Em 634 o Papa enviou um bispo, Birinus, para converter os saxões da região. Construiu uma catedral saxónica e Dorchester ganhou importância, tornando-se capital do Wessex, que viria a ser o reino dominante em Inglaterra. Entre disputas de bispos e reis, acabou por ser destruída a primitiva igreja saxónica para no seu lugar surgir uma grande igreja monacal agostiniana a partir de 1140 - a Abbey Church of St. Peter and St. Paul, ou simplesmente a Abadia de Dorchester ; durante o domínio normando multidões chegavam em peregrinação a Birino de Dorchester, venerado como santo. No séc. XV a abadia no seu auge voltaria a ser muito ampliada e enriquecida de vitrais, até que o edifício monástico foi encerrado em 1536 e a igreja passou para a paróquia.
Entremos.
A entrada faz-se por um alpendre vestibular lateral em pedra do séc. XV.

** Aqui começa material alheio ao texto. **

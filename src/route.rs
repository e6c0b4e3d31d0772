//! Routes consumed by the document assembler
//!
//! The assembler only needs a handful of facts about each route: its name,
//! HTTP methods, path with typed attributes, optional documentation strings
//! and the program element that implements it.

use regex::Regex;
use serde::{Deserialize, Serialize};
use std::fmt;
use std::sync::OnceLock;

use crate::holder::HolderRef;

/// One attribute declared in a path template
#[derive(Debug, Clone, PartialEq, Eq)]
pub struct PathAttribute {
    pub name: String,
    pub pattern: Option<String>,
    pub is_optional: bool,
}

/// A routed endpoint
pub trait Route: Send + Sync + fmt::Debug {
    fn name(&self) -> &str;

    fn methods(&self) -> &[String];

    /// Path with attribute patterns and optional-group markers removed
    fn plain_path(&self) -> String;

    fn path_attributes(&self) -> Vec<PathAttribute>;

    fn summary(&self) -> Option<&str> {
        None
    }

    fn description(&self) -> Option<&str> {
        None
    }

    fn tags(&self) -> &[String] {
        &[]
    }

    /// Program element implementing the route
    fn holder(&self) -> Option<&HolderRef>;
}

/// A route declared in data, with a templated path.
///
/// Path templates use `{name}` for attributes, `{name<pattern>}` for
/// attributes constrained by a regex and parentheses for optional groups:
/// `/users/{id<\d+>}(/{tab})`.
#[derive(Debug, Clone, Serialize, Deserialize)]
pub struct RouteDefinition {
    pub name: String,
    pub path: String,
    #[serde(default = "default_methods")]
    pub methods: Vec<String>,
    #[serde(default, skip_serializing_if = "Option::is_none")]
    pub holder: Option<HolderRef>,
    #[serde(default, skip_serializing_if = "Option::is_none")]
    pub summary: Option<String>,
    #[serde(default, skip_serializing_if = "Option::is_none")]
    pub description: Option<String>,
    #[serde(default, skip_serializing_if = "Vec::is_empty")]
    pub tags: Vec<String>,
}

fn default_methods() -> Vec<String> {
    vec!["GET".to_string()]
}

fn attribute_regex() -> &'static Regex {
    static ATTRIBUTE: OnceLock<Regex> = OnceLock::new();
    ATTRIBUTE.get_or_init(|| {
        Regex::new(r"\{([A-Za-z_][A-Za-z0-9_]*)(?:<([^>]+)>)?\}").expect("attribute regex is valid")
    })
}

/// Segment of a parsed path template
enum Segment<'a> {
    Literal(&'a str),
    Attribute(PathAttribute),
}

fn parse_template(path: &str) -> Vec<Segment<'_>> {
    let mut segments = Vec::new();
    let mut cursor = 0;
    let mut depth = 0usize;

    for caps in attribute_regex().captures_iter(path) {
        let Some(whole) = caps.get(0) else {
            continue;
        };
        let literal = &path[cursor..whole.start()];
        for c in literal.chars() {
            match c {
                '(' => depth += 1,
                ')' => depth = depth.saturating_sub(1),
                _ => {}
            }
        }
        segments.push(Segment::Literal(literal));
        segments.push(Segment::Attribute(PathAttribute {
            name: caps[1].to_string(),
            pattern: caps.get(2).map(|m| m.as_str().to_string()),
            is_optional: depth > 0,
        }));
        cursor = whole.end();
    }
    segments.push(Segment::Literal(&path[cursor..]));
    segments
}

impl RouteDefinition {
    pub fn new(name: impl Into<String>, path: impl Into<String>) -> Self {
        Self {
            name: name.into(),
            path: path.into(),
            methods: default_methods(),
            holder: None,
            summary: None,
            description: None,
            tags: Vec::new(),
        }
    }

    pub fn with_methods(mut self, methods: &[&str]) -> Self {
        self.methods = methods.iter().map(|m| m.to_string()).collect();
        self
    }

    pub fn with_holder(mut self, holder: HolderRef) -> Self {
        self.holder = Some(holder);
        self
    }

    pub fn with_summary(mut self, summary: impl Into<String>) -> Self {
        self.summary = Some(summary.into());
        self
    }
}

impl Route for RouteDefinition {
    fn name(&self) -> &str {
        &self.name
    }

    fn methods(&self) -> &[String] {
        &self.methods
    }

    fn plain_path(&self) -> String {
        let mut plain = String::with_capacity(self.path.len());
        for segment in parse_template(&self.path) {
            match segment {
                Segment::Literal(text) => {
                    plain.extend(text.chars().filter(|c| *c != '(' && *c != ')'));
                }
                Segment::Attribute(attr) => {
                    plain.push('{');
                    plain.push_str(&attr.name);
                    plain.push('}');
                }
            }
        }
        plain
    }

    fn path_attributes(&self) -> Vec<PathAttribute> {
        parse_template(&self.path)
            .into_iter()
            .filter_map(|segment| match segment {
                Segment::Attribute(attr) => Some(attr),
                Segment::Literal(_) => None,
            })
            .collect()
    }

    fn summary(&self) -> Option<&str> {
        self.summary.as_deref()
    }

    fn description(&self) -> Option<&str> {
        self.description.as_deref()
    }

    fn tags(&self) -> &[String] {
        &self.tags
    }

    fn holder(&self) -> Option<&HolderRef> {
        self.holder.as_ref()
    }
}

A nave e o grande janelão medieval. É a parte mais antiga, do séc. XII.
O forte pilar central foi um acrescento para evitar que a janela desmorone.
A Janela de Josué ('Jesse Wndow'), exemplar único do séc. XIV (c.1340), em forma de árvore com esculturas e pequenos vitrais que ilustram a narrativa bíblica.
Uma muito rara pia baptismal normanda, c. 1170, esculpida em chumbo.
Os apóstolos sob uma arcada dão a volta à pia. A base em pedra e a tampa de madeira são victorianas.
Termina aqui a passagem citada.